● **PROBLEM TO SOLVE**
Among the entries that follow, find the lines containing the string "currency" and copy them.

Start of EXERCISE INPUTS

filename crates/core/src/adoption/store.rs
//! Storage seam for the adoption coordinator.

use async_trait::async_trait;

use super::model::{AcceptOutcome, AdoptionRecord, NewAdoptionRecord, PetFilter, PetRecord};
use crate::error::CoreError;
use crate::types::DbId;

/// Failures a store can report to the coordinator.
#[derive(Debug, Clone, PartialEq, thiserror::Error)]
pub enum StoreError {
    /// The ledger already holds a request for this (pet name, requester).
    #[error("duplicate adoption request")]
    Duplicate,

    /// The pet's availability flag could not be flipped (already held).
    #[error("pet {pet_id} is no longer available")]
    PetUnavailable { pet_id: DbId },

    /// The backing store could not be reached or failed the operation.
    #[error("{0}")]
    Unavailable(String),
}

impl From<StoreError> for CoreError {
    fn from(err: StoreError) -> Self {
        match err {
            StoreError::Duplicate => CoreError::Conflict("Duplicate adoption request".into()),
            StoreError::PetUnavailable { pet_id } => {
                CoreError::Conflict(format!("Pet {pet_id} is no longer available"))
            }
            StoreError::Unavailable(msg) => CoreError::StoreUnavailable(msg),
        }
    }
}

/// Registry + ledger operations needed by the coordinator.
///
/// Every method is a single round trip. The two write methods are units of
/// work: an implementation must apply all of their changes or none.
#[async_trait]
pub trait AdoptionStore: Send + Sync {
    /// Find a pet by name, category and owner.
    async fn find_pet(
        &self,
        name: &str,
        category: &str,
        owner_email: &str,
    ) -> Result<Option<PetRecord>, StoreError>;

    async fn find_pet_by_id(&self, id: DbId) -> Result<Option<PetRecord>, StoreError>;

    /// Find the ledger entry for (pet name, requester email), if any.
    async fn find_request(
        &self,
        pet_name: &str,
        requester_email: &str,
    ) -> Result<Option<AdoptionRecord>, StoreError>;

    async fn find_request_by_id(&self, id: DbId) -> Result<Option<AdoptionRecord>, StoreError>;

    /// Insert a pending request. When `hold_pet` is set, also flip the pet's
    /// flag; if no available pet row was modified, nothing is written and
    /// [`StoreError::PetUnavailable`] is returned. A uniqueness violation on
    /// (pet name, requester email) is [`StoreError::Duplicate`].
    async fn record_submission(
        &self,
        new: &NewAdoptionRecord,
        hold_pet: bool,
    ) -> Result<AdoptionRecord, StoreError>;

    /// Mark the pet unavailable and the request accepted. Writes that find
    /// nothing to change are reported as `false`, not as errors.
    ///
    /// When another request for the same pet is already accepted, nothing is
    /// written and [`StoreError::PetUnavailable`] is returned.
    async fn record_acceptance(
        &self,
        request_id: DbId,
        pet_id: DbId,
    ) -> Result<Option<AcceptOutcome>, StoreError>;

    /// Available pets matching `filter`, newest `adoption_date` first.
    async fn list_available_pets(&self, filter: &PetFilter) -> Result<Vec<PetRecord>, StoreError>;

    /// Requests targeting pets of `owner_email`, newest first.
    async fn list_requests_for_owner(
        &self,
        owner_email: &str,
    ) -> Result<Vec<AdoptionRecord>, StoreError>;

    /// Mark unavailable every available pet referenced by a request that
    /// should hold it (any request, or only accepted ones when
    /// `accepted_only`). Returns the number of pets changed.
    async fn reconcile_availability(&self, accepted_only: bool) -> Result<u64, StoreError>;
}
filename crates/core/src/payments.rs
//! Payment intent seam.
//!
//! Payment processing is delegated to an external provider. The platform
//! only converts a price to minor units, asks the provider for an intent, and
//! hands the returned client secret to the browser.

use async_trait::async_trait;

/// Largest price accepted for a single payment intent, in major units.
pub const MAX_PRICE: f64 = 1_000_000.0;

/// A provider-side payment intent.
#[derive(Debug, Clone, PartialEq)]
pub struct PaymentIntent {
    pub id: String,
    pub client_secret: String,
    pub amount_cents: i64,
    pub currency: String,
}

#[derive(Debug, thiserror::Error)]
pub enum PaymentError {
    #[error("Invalid amount: {0}")]
    InvalidAmount(String),

    #[error("Payment provider request failed: {0}")]
    Provider(String),

    #[error("Payment provider returned an unexpected response: {0}")]
    UnexpectedResponse(String),
}

/// Creates payment intents with an external payment provider.
#[async_trait]
pub trait PaymentProvider: Send + Sync {
    async fn create_intent(
        &self,
        amount_cents: i64,
        currency: &str,
    ) -> Result<PaymentIntent, PaymentError>;
}

/// Convert a decimal price to integer minor units, rounding half away from
/// zero.
///
/// # Examples
///
/// ```
/// use petcare_core::payments::to_minor_units;
/// assert_eq!(to_minor_units(12.5).unwrap(), 1250);
/// assert_eq!(to_minor_units(19.99).unwrap(), 1999);
/// assert!(to_minor_units(0.0).is_err());
/// ```
pub fn to_minor_units(price: f64) -> Result<i64, PaymentError> {
    if !price.is_finite() || price <= 0.0 {
        return Err(PaymentError::InvalidAmount(format!(
            "price must be a positive number, got {price}"
        )));
    }
    if price > MAX_PRICE {
        return Err(PaymentError::InvalidAmount(format!(
            "price must not exceed {MAX_PRICE}"
        )));
    }
    let cents = (price * 100.0).round() as i64;
    if cents < 1 {
        return Err(PaymentError::InvalidAmount(format!(
            "price {price} is below the smallest currency unit"
        )));
    }
    Ok(cents)
}
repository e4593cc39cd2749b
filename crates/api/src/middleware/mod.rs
//! Authentication and authorization middleware extractors.
//!
//! - [`auth::AuthUser`] -- Extracts the authenticated user from a JWT Bearer token.
//! - [`rbac::RequireAdmin`] -- Requires the `admin` role.

pub mod auth;
pub mod rbac;
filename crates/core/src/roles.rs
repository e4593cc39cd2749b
//! Well-known role names and identity helpers.
//!
//! Role names must match the `chk_users_role` constraint in
//! `20260301000001_create_users.sql`.

pub const ROLE_USER: &str = "user";
pub const ROLE_ADMIN: &str = "admin";

/// Canonical form of an email address used for identity comparisons.
///
/// Identity checks across the platform are plain string matches on email, so
/// every email is trimmed and lowercased before it is stored or compared.
pub fn normalize_email(email: &str) -> String {
    email.trim().to_lowercase()
}

/// Whether two emails refer to the same identity.
pub fn same_identity(a: &str, b: &str) -> bool {
    normalize_email(a) == normalize_email(b)
}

End of EXERCISE INPUTS

● **ANSWER SECTION**
    pub currency: String,
        currency: &str,
            "price {price} is below the smallest currency unit"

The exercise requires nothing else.